3D Unstructured Finite Volume Technique For Modelling Earth Air Heat Exchangers
Free (open access)
M De Paepe
Ground-coupled heat exchangers can be used to reduce energy consumption in building ventilation systems. The idea is to preheat air in winter and precool air in summer using the thermal capacity of the soil. To do this concrete or plastic tubes are put under ground. Through these tubes the ventilation air is drawn. Due to the temperature difference between ground and air, the ventilation air is cooled or heated. The scope of this paper is to describe and develop a three-dimensional unstructured finite volume model for the calculation of the ground-coupled heat exchanger. The model solves the conduction through the soil (including radiation and convection on the top layer) and the convective heat transfer with the air flowing through the pipe, using the unstructured finite volume solver of FLUENT. Time stepping is introduced to take the seasonal variations into account.

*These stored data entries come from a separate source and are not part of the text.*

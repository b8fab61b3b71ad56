//! Bidirectional relay: splices two TCP streams together.
//!
//! Runs two concurrent copiers, one per direction. When a copier's source
//! reaches EOF or errors, it half-closes the write side of its destination
//! so the peer observes end-of-stream on its own read, then returns. Once
//! both copiers have returned, both streams are fully closed (dropping the
//! split halves closes the underlying socket). No user-space buffering
//! beyond a fixed-size copy buffer is introduced — the relay leans entirely
//! on kernel socket buffers, same as the gateway forwarder's TCP relay this
//! is grounded on.

use tokio::io::AsyncWriteExt;
use tokio::net::tcp::{OwnedReadHalf, OwnedWriteHalf};
use tokio::net::TcpStream;
use tracing::debug;

/// Splice two TCP streams into a single bidirectional relay.
///
/// Returns once both directions have drained and both streams are closed.
/// Errors on either copier are swallowed — the stream is torn down either
/// way, and there is no caller left to hand an error to once both halves of
/// the pairing are already committed to this relay.
pub async fn splice(a: TcpStream, b: TcpStream) {
    let (a_read, a_write) = a.into_split();
    let (b_read, b_write) = b.into_split();

    let forward = copy_and_shutdown(a_read, b_write, "a->b");
    let reverse = copy_and_shutdown(b_read, a_write, "b->a");

    tokio::join!(forward, reverse);
}

async fn copy_and_shutdown(mut src: OwnedReadHalf, mut dst: OwnedWriteHalf, label: &'static str) {
    let result = tokio::io::copy(&mut src, &mut dst).await;
    if let Err(err) = &result {
        debug!(direction = label, error = %err, "relay copier error");
    }
    let _ = dst.shutdown().await;
}

#[cfg(test)]
mod tests {
    use super::*;
    use tokio::io::{AsyncReadExt, AsyncWriteExt};
    use tokio::net::TcpListener;

    async fn connected_pair() -> (TcpStream, TcpStream) {
        let listener = TcpListener::bind("127.0.0.1:0").await.unwrap();
        let addr = listener.local_addr().unwrap();
        let connect = TcpStream::connect(addr);
        let accept = listener.accept();
        let (connect, accept) = tokio::join!(connect, accept);
        (connect.unwrap(), accept.unwrap().0)
    }

    #[tokio::test]
    async fn echoes_bytes_in_both_directions() {
        let (left_near, left_far) = connected_pair().await;
        let (right_near, right_far) = connected_pair().await;

        tokio::spawn(splice(left_far, right_far));

        let mut left = left_near;
        let mut right = right_near;

        left.write_all(b"hello\n").await.unwrap();
        let mut buf = [0u8; 6];
        right.read_exact(&mut buf).await.unwrap();
        assert_eq!(&buf, b"hello\n");

        right.write_all(b"world\n").await.unwrap();
        let mut buf = [0u8; 6];
        left.read_exact(&mut buf).await.unwrap();
        assert_eq!(&buf, b"world\n");
    }

    #[tokio::test]
    async fn half_close_propagates_and_final_close_follows() {
        let (left_near, left_far) = connected_pair().await;
        let (right_near, right_far) = connected_pair().await;

        let relay = tokio::spawn(splice(left_far, right_far));

        let mut left = left_near;
        let mut right = right_near;

        left.write_all(b"ping\n").await.unwrap();
        left.shutdown().await.unwrap();

        let mut received = Vec::new();
        right.read_to_end(&mut received).await.unwrap();
        assert_eq!(received, b"ping\n");

        // The peer can still write back after observing our half-close.
        right.write_all(b"OK\n").await.unwrap();
        right.shutdown().await.unwrap();

        let mut reply = Vec::new();
        left.read_to_end(&mut reply).await.unwrap();
        assert_eq!(reply, b"OK\n");

        relay.await.unwrap();
    }
}
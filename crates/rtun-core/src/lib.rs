//! Shared protocol, relay primitive, ID generation, and error types used by
//! both the reverse tunnel server and client.

pub mod error;
pub mod id;
pub mod protocol;
pub mod relay;

pub use error::{RtunError, RtunResult};
pub use id::IdGenerator;
pub use protocol::Message;
//! rtun — reverse TCP tunnel.
//!
//! Combines the rendezvous server and the pairing client into one binary
//! with `server` and `client` subcommands, mirroring how the two halves of
//! this system are deployed as a single tool in practice.

use std::path::PathBuf;

use clap::{Parser, Subcommand};
use tracing::{error, info};

use rtun_client::agent::ClientAgent;
use rtun_client::config::ClientConfig;
use rtun_server::config::ServerConfig;
use rtun_server::engine::RendezvousEngine;

/// rtun — reverse TCP tunnel
#[derive(Parser)]
#[command(name = "rtun", version, about = "Reverse TCP tunnel: server and client in one binary")]
struct Cli {
    /// Log level (trace, debug, info, warn, error)
    #[arg(long, global = true, default_value = "info")]
    log_level: String,

    #[command(subcommand)]
    command: Command,
}

#[derive(Subcommand)]
enum Command {
    /// Start the rendezvous server
    Server {
        /// Public listen address (end users connect here)
        #[arg(long)]
        public_listen: Option<String>,

        /// Client-facing listen address (control and data channels)
        #[arg(long)]
        client_listen: Option<String>,

        /// Max time to wait for a matching data stream after notifying the client
        #[arg(long)]
        pair_timeout_secs: Option<u64>,

        /// Config file path
        #[arg(long)]
        config: Option<PathBuf>,
    },

    /// Start the pairing client
    Client {
        /// Server's client-facing address (dial target for control and data)
        #[arg(long)]
        server_addr: Option<String>,

        /// Local target address each paired stream is forwarded to
        #[arg(long)]
        target_addr: Option<String>,

        /// Fixed sleep between control-session reconnect attempts
        #[arg(long)]
        reconnect_backoff_secs: Option<u64>,

        /// Config file path
        #[arg(long)]
        config: Option<PathBuf>,
    },
}

#[tokio::main]
async fn main() -> anyhow::Result<()> {
    let cli = Cli::parse();

    use tracing_subscriber::EnvFilter;
    let env_filter =
        EnvFilter::try_from_default_env().unwrap_or_else(|_| EnvFilter::new(&cli.log_level));
    tracing_subscriber::fmt()
        .with_env_filter(env_filter)
        .with_target(false)
        .init();

    match cli.command {
        Command::Server {
            public_listen,
            client_listen,
            pair_timeout_secs,
            config,
        } => run_server(config, public_listen, client_listen, pair_timeout_secs).await,
        Command::Client {
            server_addr,
            target_addr,
            reconnect_backoff_secs,
            config,
        } => run_client(config, server_addr, target_addr, reconnect_backoff_secs).await,
    }
}

async fn run_server(
    config: Option<PathBuf>,
    public_listen: Option<String>,
    client_listen: Option<String>,
    pair_timeout_secs: Option<u64>,
) -> anyhow::Result<()> {
    info!(version = env!("CARGO_PKG_VERSION"), "starting rtun server");

    let server_config = match ServerConfig::load(
        config.as_deref(),
        public_listen.as_deref(),
        client_listen.as_deref(),
        pair_timeout_secs,
    ) {
        Ok(cfg) => cfg,
        Err(e) => {
            error!(error = %e, "failed to load config");
            std::process::exit(1);
        }
    };

    let engine = RendezvousEngine::new(server_config);

    tokio::select! {
        result = engine.run() => {
            if let Err(e) = result {
                error!(error = %e, "server error");
                std::process::exit(1);
            }
        }
        _ = shutdown_signal() => {
            info!("received shutdown signal");
        }
    }

    info!("rtun server stopped");
    Ok(())
}

async fn run_client(
    config: Option<PathBuf>,
    server_addr: Option<String>,
    target_addr: Option<String>,
    reconnect_backoff_secs: Option<u64>,
) -> anyhow::Result<()> {
    info!(version = env!("CARGO_PKG_VERSION"), "starting rtun client");

    let client_config = ClientConfig::load(
        config.as_deref(),
        server_addr.as_deref(),
        target_addr.as_deref(),
        reconnect_backoff_secs,
    )?;

    let agent = ClientAgent::new(client_config);

    tokio::select! {
        _ = agent.run() => {}
        _ = shutdown_signal() => {
            info!("received shutdown signal");
        }
    }

    info!("rtun client stopped");
    Ok(())
}

/// Wait for SIGTERM or SIGINT (Ctrl+C).
async fn shutdown_signal() {
    let ctrl_c = tokio::signal::ctrl_c();

    #[cfg(unix)]
    {
        let mut sigterm =
            tokio::signal::unix::signal(tokio::signal::unix::SignalKind::terminate())
                .expect("failed to install SIGTERM handler");
        tokio::select! {
            _ = ctrl_c => {}
            _ = sigterm.recv() => {}
        }
    }

    #[cfg(not(unix))]
    {
        ctrl_c.await.ok();
    }
}
//! Newline-delimited text framing for the control and data hellos.
//!
//! Three message kinds, each a single `\n`-terminated line, tokens separated
//! by single spaces: `CONTROL` (client registers as the control channel),
//! `DATA <id>` (client claims a pending pairing), `NEW <id>` (server
//! announces a public caller). There is no other traffic on the wire at this
//! layer — the control channel carries no keepalive frames.

use crate::error::RtunError;
use tokio::io::{AsyncBufReadExt, AsyncWriteExt};

/// A parsed protocol line.
#[derive(Debug, Clone, PartialEq, Eq)]
pub enum Message {
    /// `CONTROL` — register as the control channel.
    Control,
    /// `DATA <id>` — claim the pending pairing with this correlation ID.
    Data(String),
    /// `NEW <id>` — a public caller arrived; dial a data channel for it.
    New(String),
}

impl Message {
    /// Render this message as a `\n`-terminated wire line.
    pub fn encode(&self) -> String {
        match self {
            Message::Control => "CONTROL\n".to_string(),
            Message::Data(id) => format!("DATA {id}\n"),
            Message::New(id) => format!("NEW {id}\n"),
        }
    }

    /// Parse one line (trimmed of surrounding whitespace) into a message.
    ///
    /// Accepts `CONTROL` only with exactly one token; `DATA`/`NEW` only with
    /// exactly two tokens and a non-empty ID. Anything else is a protocol
    /// error.
    pub fn parse(line: &str) -> Result<Self, RtunError> {
        let trimmed = line.trim();
        let parts: Vec<&str> = trimmed.split_whitespace().collect();

        match parts.as_slice() {
            ["CONTROL"] => Ok(Message::Control),
            ["DATA", id] if !id.is_empty() => Ok(Message::Data((*id).to_string())),
            ["NEW", id] if !id.is_empty() => Ok(Message::New((*id).to_string())),
            _ => Err(RtunError::Protocol(format!("invalid message: {trimmed}"))),
        }
    }
}

/// Write an encoded message and flush immediately.
pub async fn write_message<W>(writer: &mut W, msg: &Message) -> Result<(), RtunError>
where
    W: tokio::io::AsyncWrite + Unpin,
{
    writer.write_all(msg.encode().as_bytes()).await?;
    writer.flush().await?;
    Ok(())
}

/// Read a single line from `reader` and parse it as a [`Message`].
///
/// Returns `Err(RtunError::Io)` on EOF or a read failure (an empty line from
/// a closed stream surfaces as an `UnexpectedEof` io error).
pub async fn read_message<R>(reader: &mut R) -> Result<Message, RtunError>
where
    R: tokio::io::AsyncBufRead + Unpin,
{
    let mut line = String::new();
    let n = reader.read_line(&mut line).await?;
    if n == 0 {
        return Err(RtunError::Io(std::io::Error::new(
            std::io::ErrorKind::UnexpectedEof,
            "connection closed before hello",
        )));
    }
    Message::parse(&line)
}
//! rtun-server: reverse tunnel rendezvous server.
//!
//! Accepts public TCP callers on one listener and a single client's control
//! and data channels on another, pairing each caller with a matching data
//! stream from the client and splicing the two.

use std::path::PathBuf;

use clap::Parser;
use tracing::{error, info};

use rtun_server::config::ServerConfig;
use rtun_server::engine::RendezvousEngine;

/// rtun-server — reverse tunnel rendezvous server
#[derive(Parser, Debug)]
#[command(name = "rtun-server", version, about = "Reverse tunnel rendezvous server")]
struct Cli {
    /// Public listen address (end users connect here)
    #[arg(long)]
    public_listen: Option<String>,

    /// Client-facing listen address (control and data channels)
    #[arg(long)]
    client_listen: Option<String>,

    /// Max time to wait for a matching data stream after notifying the client
    #[arg(long)]
    pair_timeout_secs: Option<u64>,

    /// Config file path
    #[arg(long)]
    config: Option<PathBuf>,

    /// Log level (trace, debug, info, warn, error)
    #[arg(long, default_value = "info")]
    log_level: String,
}

#[tokio::main]
async fn main() -> anyhow::Result<()> {
    let cli = Cli::parse();

    use tracing_subscriber::EnvFilter;
    let env_filter =
        EnvFilter::try_from_default_env().unwrap_or_else(|_| EnvFilter::new(&cli.log_level));
    tracing_subscriber::fmt()
        .with_env_filter(env_filter)
        .with_target(false)
        .init();

    info!(version = env!("CARGO_PKG_VERSION"), "starting rtun-server");

    let server_config = match ServerConfig::load(
        cli.config.as_deref(),
        cli.public_listen.as_deref(),
        cli.client_listen.as_deref(),
        cli.pair_timeout_secs,
    ) {
        Ok(cfg) => cfg,
        Err(e) => {
            error!(error = %e, "failed to load config");
            std::process::exit(1);
        }
    };

    let engine = RendezvousEngine::new(server_config);

    tokio::select! {
        result = engine.run() => {
            if let Err(e) = result {
                error!(error = %e, "server error");
                std::process::exit(1);
            }
        }
        _ = shutdown_signal() => {
            info!("received shutdown signal");
        }
    }

    info!("rtun-server stopped");
    Ok(())
}

/// Wait for SIGTERM or SIGINT (Ctrl+C).
async fn shutdown_signal() {
    let ctrl_c = tokio::signal::ctrl_c();

    #[cfg(unix)]
    {
        let mut sigterm =
            tokio::signal::unix::signal(tokio::signal::unix::SignalKind::terminate())
                .expect("failed to install SIGTERM handler");
        tokio::select! {
            _ = ctrl_c => {}
            _ = sigterm.recv() => {}
        }
    }

    #[cfg(not(unix))]
    {
        ctrl_c.await.ok();
    }
}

The model is validated with measurements done on an existing ground-coupled heat exchanger and then used to study the performance of the ground-coupled air heat exchanger in the Belgian climate situation. Calculations are made with the Test Reference Year (TRY) data of Uccle (Belgium). It is shown that in summer the air can be cooled with about 9 K at sufficient depth (3 m) and tubes of about 50 m. In winter heating of 7 K can be realised. It is also shown that a good control strategy is important.